Quote the entries below from the line with "DynSolValue::Address(to_address(account))" through the line with "pub fn parse_types(types: &[&str])", both ends included, and only those lines.

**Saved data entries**
"""

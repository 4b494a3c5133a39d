//! # Contract ABI Values
//!
//! Solidity values are [`DynSolValue`]s and their types [`DynSolType`]s,
//! both from `alloy-dyn-abi`. This module adds what the supply-chain
//! contracts need on top:
//!
//! - conversions between [`AccountAddress`] and alloy's [`Address`]
//! - decimal parsing of user-entered 256-bit quantities
//! - [`Outputs`]: a method's declared return parameters, names included,
//!   and [`Returned`]: the values decoded against them
//!
//! Return values are looked up by declared name where the interface names
//! them, and by position otherwise. A struct returned as a single tuple is
//! flattened into its named members, so `returns (Medicine memory)` and a
//! public mapping getter decode to the same fields.

use alloy_json_abi::Param;
use pharma_core::AccountAddress;
use serde::Serializer;

pub use alloy_dyn_abi::{DynSolType, DynSolValue};
pub use alloy_primitives::{keccak256, Address, U256};

/// ABI codec errors.
#[derive(Debug, Clone, PartialEq, Eq, thiserror::Error)]
pub enum AbiError {
    #[error("invalid decimal quantity {0:?}")]
    InvalidDecimal(String),
    #[error("decimal quantity {0:?} exceeds 256 bits")]
    Overflow(String),
    #[error("invalid hex data: {0}")]
    InvalidHex(String),
    #[error("unsupported parameter type {ty:?}: {reason}")]
    InvalidType { ty: String, reason: String },
    #[error("cannot decode return data: {0}")]
    Decode(String),
    #[error("arguments do not match {0}")]
    ArgumentMismatch(String),
}

/// Parse a non-negative decimal integer.
pub fn parse_decimal(s: &str) -> Result<U256, AbiError> {
    let trimmed = s.trim();
    if trimmed.is_empty() || !trimmed.bytes().all(|b| b.is_ascii_digit()) {
        return Err(AbiError::InvalidDecimal(s.to_string()));
    }
    U256::from_str_radix(trimmed, 10).map_err(|_| AbiError::Overflow(s.to_string()))
}

/// JSON-RPC quantity form (`0x0`, `0x4563918244f40000`).
pub fn hex_quantity(value: &U256) -> String {
    format!("0x{value:x}")
}

/// Serialize a quantity as decimal text; JSON numbers cannot hold 256 bits.
pub fn serialize_decimal<S: Serializer>(value: &U256, serializer: S) -> Result<S::Ok, S::Error> {
    serializer.collect_str(value)
}

/// `0x`-prefixed lowercase hex.
pub fn to_hex_data(bytes: &[u8]) -> String {
    format!("0x{}", hex::encode(bytes))
}

/// Decode `0x`-prefixed (or bare) hex.
pub fn from_hex_data(s: &str) -> Result<Vec<u8>, AbiError> {
    let digits = s.strip_prefix("0x").unwrap_or(s);
    hex::decode(digits).map_err(|e| AbiError::InvalidHex(e.to_string()))
}

/// Left-pad an account to 20 bytes. Short forms keep their numeric value.
pub fn to_address(account: &AccountAddress) -> Address {
    let mut bytes = [0u8; 20];
    let nibbles = account.hex_digits().chars().rev().filter_map(|c| c.to_digit(16));
    for (i, nibble) in nibbles.enumerate() {
        let idx = 19 - i / 2;
        bytes[idx] |= if i % 2 == 0 { nibble as u8 } else { (nibble as u8) << 4 };
    }
    Address::from(bytes)
}

pub fn from_address(address: &Address) -> AccountAddress {
    AccountAddress::from_bytes(&address.0 .0)
}

pub fn uint(value: U256) -> DynSolValue {
    DynSolValue::Uint(value, 256)
}

pub fn string(s: &str) -> DynSolValue {
    DynSolValue::String(s.to_string())
}

pub fn address(account: &AccountAddress) -> DynSolValue {
    DynSolValue::Address(to_address(account))
}

/// Encode `values` as a parameter list (no selector).
pub fn encode_params(values: &[DynSolValue]) -> Vec<u8> {
    DynSolValue::Tuple(values.to_vec()).abi_encode_params()
}

fn parse_type(ty: &str) -> Result<DynSolType, AbiError> {
    DynSolType::parse(ty).map_err(|e| AbiError::InvalidType {
        ty: ty.to_string(),
        reason: e.to_string(),
    })
}

/// Parse canonical type names (`uint256`, `string[]`).
pub fn parse_types(types: &[&str]) -> Result<Vec<DynSolType>, AbiError> {
    types.iter().map(|t| parse_type(t)).collect()
}

/// One declared return parameter.
#[derive(Debug, Clone)]
struct Output {
    name: String,
    canonical: String,
    ty: DynSolType,
    /// Member names when the parameter is a struct.
    members: Vec<String>,
}

/// Declared return parameters of a method.
#[derive(Debug, Clone)]
pub struct Outputs(Vec<Output>);

impl Outputs {
    /// Unnamed outputs from canonical type names.
    pub fn from_types(types: &[&str]) -> Result<Self, AbiError> {
        types
            .iter()
            .map(|t| {
                Ok(Output {
                    name: String::new(),
                    canonical: t.to_string(),
                    ty: parse_type(t)?,
                    members: Vec::new(),
                })
            })
            .collect::<Result<Vec<_>, _>>()
            .map(Self)
    }

    /// Outputs as declared in a JSON interface description.
    pub fn from_params(params: &[Param]) -> Result<Self, AbiError> {
        params
            .iter()
            .map(|p| {
                let canonical = p.selector_type().into_owned();
                Ok(Output {
                    name: p.name.clone(),
                    ty: parse_type(&canonical)?,
                    canonical,
                    members: p.components.iter().map(|c| c.name.clone()).collect(),
                })
            })
            .collect::<Result<Vec<_>, _>>()
            .map(Self)
    }

    pub fn len(&self) -> usize {
        self.0.len()
    }

    pub fn is_empty(&self) -> bool {
        self.0.is_empty()
    }

    /// `(uint256,string)`.
    pub fn canonical(&self) -> String {
        let types: Vec<&str> = self.0.iter().map(|o| o.canonical.as_str()).collect();
        format!("({})", types.join(","))
    }

    /// Decode return data against these outputs.
    pub fn decode(&self, data: &[u8]) -> Result<Returned, AbiError> {
        let tuple = DynSolType::Tuple(self.0.iter().map(|o| o.ty.clone()).collect());
        let decoded = tuple
            .abi_decode_params(data)
            .map_err(|e| AbiError::Decode(e.to_string()))?;
        let DynSolValue::Tuple(values) = decoded else {
            return Err(AbiError::Decode("return data is not a tuple".to_string()));
        };

        if let [single] = self.0.as_slice() {
            if !single.members.is_empty() {
                if let [DynSolValue::Tuple(fields)] = values.as_slice() {
                    return Ok(Returned(
                        single.members.iter().cloned().zip(fields.iter().cloned()).collect(),
                    ));
                }
            }
        }
        Ok(Returned(
            self.0.iter().map(|o| o.name.clone()).zip(values).collect(),
        ))
    }
}

/// Values returned by a read, paired with their declared names (empty when
/// the interface leaves them unnamed).
#[derive(Debug, Clone, PartialEq, Default)]
pub struct Returned(Vec<(String, DynSolValue)>);

impl Returned {
    /// Unnamed values, looked up by position only.
    pub fn positional(values: Vec<DynSolValue>) -> Self {
        Self(values.into_iter().map(|v| (String::new(), v)).collect())
    }

    /// Values paired with names.
    pub fn named<I, S>(pairs: I) -> Self
    where
        I: IntoIterator<Item = (S, DynSolValue)>,
        S: Into<String>,
    {
        Self(pairs.into_iter().map(|(n, v)| (n.into(), v)).collect())
    }

    pub fn len(&self) -> usize {
        self.0.len()
    }

    pub fn is_empty(&self) -> bool {
        self.0.is_empty()
    }

    /// The value declared as `name`, else the one at `position`.
    pub fn get(&self, name: &str, position: usize) -> Option<&DynSolValue> {
        self.0
            .iter()
            .find(|(n, _)| !n.is_empty() && n == name)
            .or_else(|| self.0.get(position))
            .map(|(_, v)| v)
    }

    pub fn values(&self) -> impl Iterator<Item = &DynSolValue> {
        self.0.iter().map(|(_, v)| v)
    }
}

#[cfg(test)]
mod tests {
    use super::*;

    const UINT256_MAX: &str =
        "115792089237316195423570985008687907853269984665640564039457584007913129639935";

    #[test]
    fn decimal_limits() {
        assert_eq!(parse_decimal(UINT256_MAX).unwrap(), U256::MAX);
        assert!(matches!(
            parse_decimal("115792089237316195423570985008687907853269984665640564039457584007913129639936"),
            Err(AbiError::Overflow(_))
        ));
        assert!(matches!(parse_decimal("12a"), Err(AbiError::InvalidDecimal(_))));
        assert!(matches!(parse_decimal(""), Err(AbiError::InvalidDecimal(_))));
        assert_eq!(parse_decimal(" 42 ").unwrap(), U256::from(42u64));
    }

    #[test]
    fn five_ether_hex_quantity() {
        let wei = parse_decimal("5000000000000000000").unwrap();
        assert_eq!(hex_quantity(&wei), "0x4563918244f40000");
        assert_eq!(hex_quantity(&U256::ZERO), "0x0");
    }

    #[test]
    fn short_address_is_left_padded() {
        let addr = to_address(&AccountAddress::parse("0xABC").unwrap());
        assert_eq!(addr.as_slice()[18], 0x0a);
        assert_eq!(addr.as_slice()[19], 0xbc);
        assert!(addr.as_slice()[..18].iter().all(|b| *b == 0));
        assert_eq!(from_address(&addr).as_str(), "0x0000000000000000000000000000000000000abc");
    }

    #[test]
    fn positional_decode_of_flat_return() {
        let outputs = Outputs::from_types(&["uint256", "string", "string[]"]).unwrap();
        let data = encode_params(&[
            uint(U256::from(7u64)),
            string("Paracetamol"),
            DynSolValue::Array(vec![string("QmA")]),
        ]);
        let returned = outputs.decode(&data).unwrap();
        assert_eq!(returned.len(), 3);
        assert_eq!(returned.get("name", 1), Some(&string("Paracetamol")));
        assert_eq!(outputs.canonical(), "(uint256,string,string[])");
    }

    #[test]
    fn struct_return_is_flattened_by_member_name() {
        let param: Param = serde_json::from_value(serde_json::json!({
            "name": "",
            "type": "tuple",
            "internalType": "struct SupplyChain.Medicine",
            "components": [
                {"name": "id", "type": "uint256", "internalType": "uint256"},
                {"name": "name", "type": "string", "internalType": "string"}
            ]
        }))
        .unwrap();
        let outputs = Outputs::from_params(&[param]).unwrap();
        let data = DynSolValue::Tuple(vec![DynSolValue::Tuple(vec![uint(U256::from(9u64)), string("X")])])
            .abi_encode_params();

        let returned = outputs.decode(&data).unwrap();
        assert_eq!(returned.len(), 2);
        assert_eq!(returned.get("name", 99), Some(&string("X")));
        assert_eq!(returned.get("id", 99), Some(&uint(U256::from(9u64))));
    }

    #[test]
    fn names_win_over_positions() {
        let returned = Returned::named([("b", string("second")), ("a", string("first"))]);
        assert_eq!(returned.get("a", 0), Some(&string("first")));
        assert_eq!(returned.get("missing", 0), Some(&string("second")));
        assert_eq!(returned.get("missing", 5), None);
    }

    #[test]
    fn truncated_data_is_a_decode_error() {
        let outputs = Outputs::from_types(&["string"]).unwrap();
        let data = encode_params(&[string("hello")]);
        assert!(matches!(outputs.decode(&data[..40]), Err(AbiError::Decode(_))));
        assert!(Outputs::from_types(&["uint256"]).unwrap().decode(&[]).is_err());
    }

    #[test]
    fn unknown_type_is_rejected() {
        assert!(matches!(
            Outputs::from_types(&["notatype"]),
            Err(AbiError::InvalidType { .. })
        ));
    }
}

#[cfg(test)]
mod proptests {
    use super::*;
    use proptest::prelude::*;

    proptest! {
        #[test]
        fn decimal_agrees_with_u128(n in any::<u128>()) {
            prop_assert_eq!(parse_decimal(&n.to_string()).unwrap(), U256::from(n));
        }

        #[test]
        fn decode_never_panics(data in proptest::collection::vec(any::<u8>(), 0..256)) {
            let outputs = Outputs::from_types(&["uint256", "string[]", "string"]).unwrap();
            let _ = outputs.decode(&data);
        }

        #[test]
        fn full_width_addresses_survive_conversion(bytes in any::<[u8; 20]>()) {
            let address = Address::from(bytes);
            prop_assert_eq!(to_address(&from_address(&address)), address);
        }
    }
}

"""

**ANSWER TO THIS TASK**
    DynSolValue::Address(to_address(account))
}

/// Encode `values` as a parameter list (no selector).
pub fn encode_params(values: &[DynSolValue]) -> Vec<u8> {
    DynSolValue::Tuple(values.to_vec()).abi_encode_params()
}

fn parse_type(ty: &str) -> Result<DynSolType, AbiError> {
    DynSolType::parse(ty).map_err(|e| AbiError::InvalidType {
        ty: ty.to_string(),
        reason: e.to_string(),
    })
}

/// Parse canonical type names (`uint256`, `string[]`).
pub fn parse_types(types: &[&str]) -> Result<Vec<DynSolType>, AbiError> {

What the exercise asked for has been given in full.